Morgan, D., Gordon, M. N., Tan, J., Wilcock, D. & Rojiani, A. M. Dynamic complexity of the microglial activation response in transgenic models of amyloid deposition: implications for Alzheimer therapeutics. J. Neuropathol. Exp. Neurol. 64, 743-753

Department of Pharmacology, University of South Florida, Tampa, 33612, USA.

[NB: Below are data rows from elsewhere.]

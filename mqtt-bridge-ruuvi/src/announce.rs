//! Connect and shutdown announcements for registered tags.

use std::sync::Arc;

use sensorbridge_common::{AvailabilityPayloads, TopicResolver};
use sensorbridge_framework::{Announcer, Availability, OutboundMessage};

use crate::config::RuuviBridgeConfig;
use crate::discovery::DiscoveryGenerator;
use crate::registry::DeviceRegistry;

/// Announces discovery documents and per-device availability.
#[derive(Debug, Clone)]
pub struct RuuviAnnouncer {
    devices: Arc<DeviceRegistry>,
    discovery: DiscoveryGenerator,
    topics: TopicResolver,
    availability: AvailabilityPayloads,
}

impl RuuviAnnouncer {
    pub fn new(config: &RuuviBridgeConfig) -> Self {
        Self {
            devices: config.devices.clone(),
            discovery: DiscoveryGenerator::new(
                config.topics.clone(),
                config.discovery_prefix.clone(),
                config.availability.clone(),
            ),
            topics: config.topics.clone(),
            availability: config.availability.clone(),
        }
    }

    fn device_availability(&self) -> impl Iterator<Item = Availability> + '_ {
        self.devices.iter().map(|device| {
            Availability::new(
                self.topics.availability_topic(&device.name),
                self.availability.clone(),
            )
        })
    }
}

impl Announcer for RuuviAnnouncer {
    /// Discovery documents for every tag, then every tag "online".
    fn on_connect(&self) -> Vec<OutboundMessage> {
        let mut messages = self.discovery.messages(&self.devices);
        messages.extend(self.device_availability().map(|a| a.online()));
        messages
    }

    /// Every tag "offline".
    fn on_shutdown(&self) -> Vec<OutboundMessage> {
        self.device_availability().map(|a| a.offline()).collect()
    }
}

Journal of Neuropathology and Experimental Neurology (Impact Factor: 3.8). 10/2005; 64(9):743-53. DOI: 10.1097/01.jnen.0000178444.33972.e0
Source: PubMed


The presence of activated microglia in postmortem Alzheimer disease specimens is used to support the argument that inflammation contributes to Alzheimer pathogenesis. Transgenic mice overexpressing the amyloid precursor protein (APP) gene form amyloid plaques that are accompanied by local activation of microglia/macrophages in a manner similar to the human disease. Many markers of microglial activation and inflammation increase in an age-dependent manner in these mice. However, manipulation of these inflammatory reactions can lead to unexpected outcomes with several instances of reduced pathology when microglia/macrophages are activated further. In particular, anti-Abeta immunotherapy in amyloid-depositing transgenic mice causes a complex series of changes in microglial markers, negating the implicit belief that such activation is monotonic and represented equally well by any of several "activation" markers. A survey of the peripheral macrophage literature identifies at least 2 distinct activation states of macrophages with different consequences for the surrounding tissue. These different activation states can often be distinguished by the markers that are expressed. Several markers are identified from studies outside the brain that neuroscientists might consider evaluating when attempting to more definitively describe the activation state of the monocyte-derived cells in the brain.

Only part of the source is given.